__Data listing__

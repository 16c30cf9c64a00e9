use std::path::{Path, PathBuf};
use std::sync::Arc;

use anyhow::Context as _;
use clap::{Args, Parser, Subcommand};

use packshot::{
    BitmapLoader, Compositor, DeliveryChain, DeliveryOutcome, EncodedImage, ExportOutcome,
    Exporter, FontBook, FsResolver, LiveView, LoadOutcome, PackshotConfig, ParamsPatch,
    SourceRef, StateStore,
};

#[derive(Parser, Debug)]
#[command(name = "packshot", version)]
struct Cli {
    /// Configuration file (JSON). Defaults to the platform config directory.
    #[arg(long, global = true)]
    config: Option<PathBuf>,

    #[command(subcommand)]
    cmd: Command,
}

#[derive(Subcommand, Debug)]
enum Command {
    /// Render the composition at its canvas size.
    Render(RenderArgs),
    /// Export the composition at a resolution multiplier.
    Export(ExportArgs),
}

#[derive(Args, Debug)]
struct SceneArgs {
    /// Parameter patch as JSON, or `@path` to read it from a file. Applied in order.
    #[arg(long = "patch")]
    patches: Vec<String>,

    /// Product photo.
    #[arg(long)]
    image: Option<PathBuf>,
}

#[derive(Args, Debug)]
struct RenderArgs {
    #[command(flatten)]
    scene: SceneArgs,

    /// Output PNG path.
    #[arg(long)]
    out: PathBuf,
}

#[derive(Args, Debug)]
struct ExportArgs {
    #[command(flatten)]
    scene: SceneArgs,

    /// Resolution multiplier applied to the canvas size.
    #[arg(long, default_value_t = 1.0)]
    scale: f64,

    /// Output PNG path. Without it the image goes through the delivery chain.
    #[arg(long)]
    out: Option<PathBuf>,

    /// Run the delivery chain even when `--out` is given.
    #[arg(long, default_value_t = false)]
    deliver: bool,
}

#[tokio::main]
async fn main() -> anyhow::Result<()> {
    let cli = Cli::parse();
    let cfg = PackshotConfig::load(cli.config.as_deref())?;
    packshot::init_logging(&cfg.logging);

    match cli.cmd {
        Command::Render(args) => cmd_render(&cfg, args).await,
        Command::Export(args) => cmd_export(&cfg, args).await,
    }
}

async fn cmd_render(cfg: &PackshotConfig, args: RenderArgs) -> anyhow::Result<()> {
    let view = build_view(cfg, &args.scene).await?;
    let frame = view
        .frame()
        .context("live view produced no frame")?;
    let image = EncodedImage::png(&frame.surface)?;
    write_png(&args.out, &image)?;
    eprintln!("wrote {} ({})", args.out.display(), image.size());
    Ok(())
}

async fn cmd_export(cfg: &PackshotConfig, args: ExportArgs) -> anyhow::Result<()> {
    let view = build_view(cfg, &args.scene).await?;
    let exporter = Exporter::new(view.compositor().clone());
    let image = match exporter.export(&view, args.scale)? {
        ExportOutcome::Exported(image) => image,
        ExportOutcome::Unavailable => anyhow::bail!("nothing rendered yet, export unavailable"),
    };

    if let Some(out) = &args.out {
        write_png(out, &image)?;
        eprintln!("wrote {} ({})", out.display(), image.size());
    }
    if args.out.is_none() || args.deliver {
        let report = DeliveryChain::from_config(&cfg.delivery)
            .deliver(&image)
            .await;
        for attempt in &report.attempts {
            eprintln!("{}: {:?}", attempt.kind, attempt.result);
        }
        for notice in &report.notices {
            eprintln!("{notice}");
        }
        if report.outcome == DeliveryOutcome::Undelivered {
            anyhow::bail!("{} could not be delivered", image.file_name());
        }
    }
    Ok(())
}

async fn build_view(cfg: &PackshotConfig, scene: &SceneArgs) -> anyhow::Result<LiveView> {
    let store = StateStore::new();
    let mut patch = ParamsPatch::default();
    for raw in &scene.patches {
        patch = patch.merged(&read_patch(raw)?);
    }
    store.apply(&patch);

    let loader = BitmapLoader::new(FsResolver::new());
    if let Some(path) = &scene.image {
        match loader.load(Some(SourceRef::from(path.as_path()))).await {
            LoadOutcome::Failed { failure, .. } => {
                anyhow::bail!("failed to load '{}': {}", failure.source, failure.reason)
            }
            outcome => tracing::debug!(?outcome, "product photo loaded"),
        }
    }

    let compositor = Arc::new(Compositor::new(FontBook::system(&cfg.fonts)));
    let mut view = LiveView::new(compositor, &store, &loader);
    view.refresh()?;
    Ok(view)
}

fn read_patch(raw: &str) -> anyhow::Result<ParamsPatch> {
    let json = match raw.strip_prefix('@') {
        Some(path) => std::fs::read_to_string(path)
            .with_context(|| format!("read patch file '{path}'"))?,
        None => raw.to_string(),
    };
    ParamsPatch::from_json(&json).with_context(|| format!("parse patch '{raw}'"))
}

fn write_png(path: &Path, image: &EncodedImage) -> anyhow::Result<()> {
    if let Some(parent) = path.parent().filter(|p| !p.as_os_str().is_empty()) {
        std::fs::create_dir_all(parent)
            .with_context(|| format!("create output dir '{}'", parent.display()))?;
    }
    std::fs::write(path, image.bytes())
        .with_context(|| format!("write png '{}'", path.display()))
}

__Required action__
From where "std::fs::write(path, image.bytes())" appears to the last line of the listing above, please write out every line exactly; leave out the rest.

__Solution to the exercise__
    std::fs::write(path, image.bytes())
        .with_context(|| format!("write png '{}'", path.display()))
}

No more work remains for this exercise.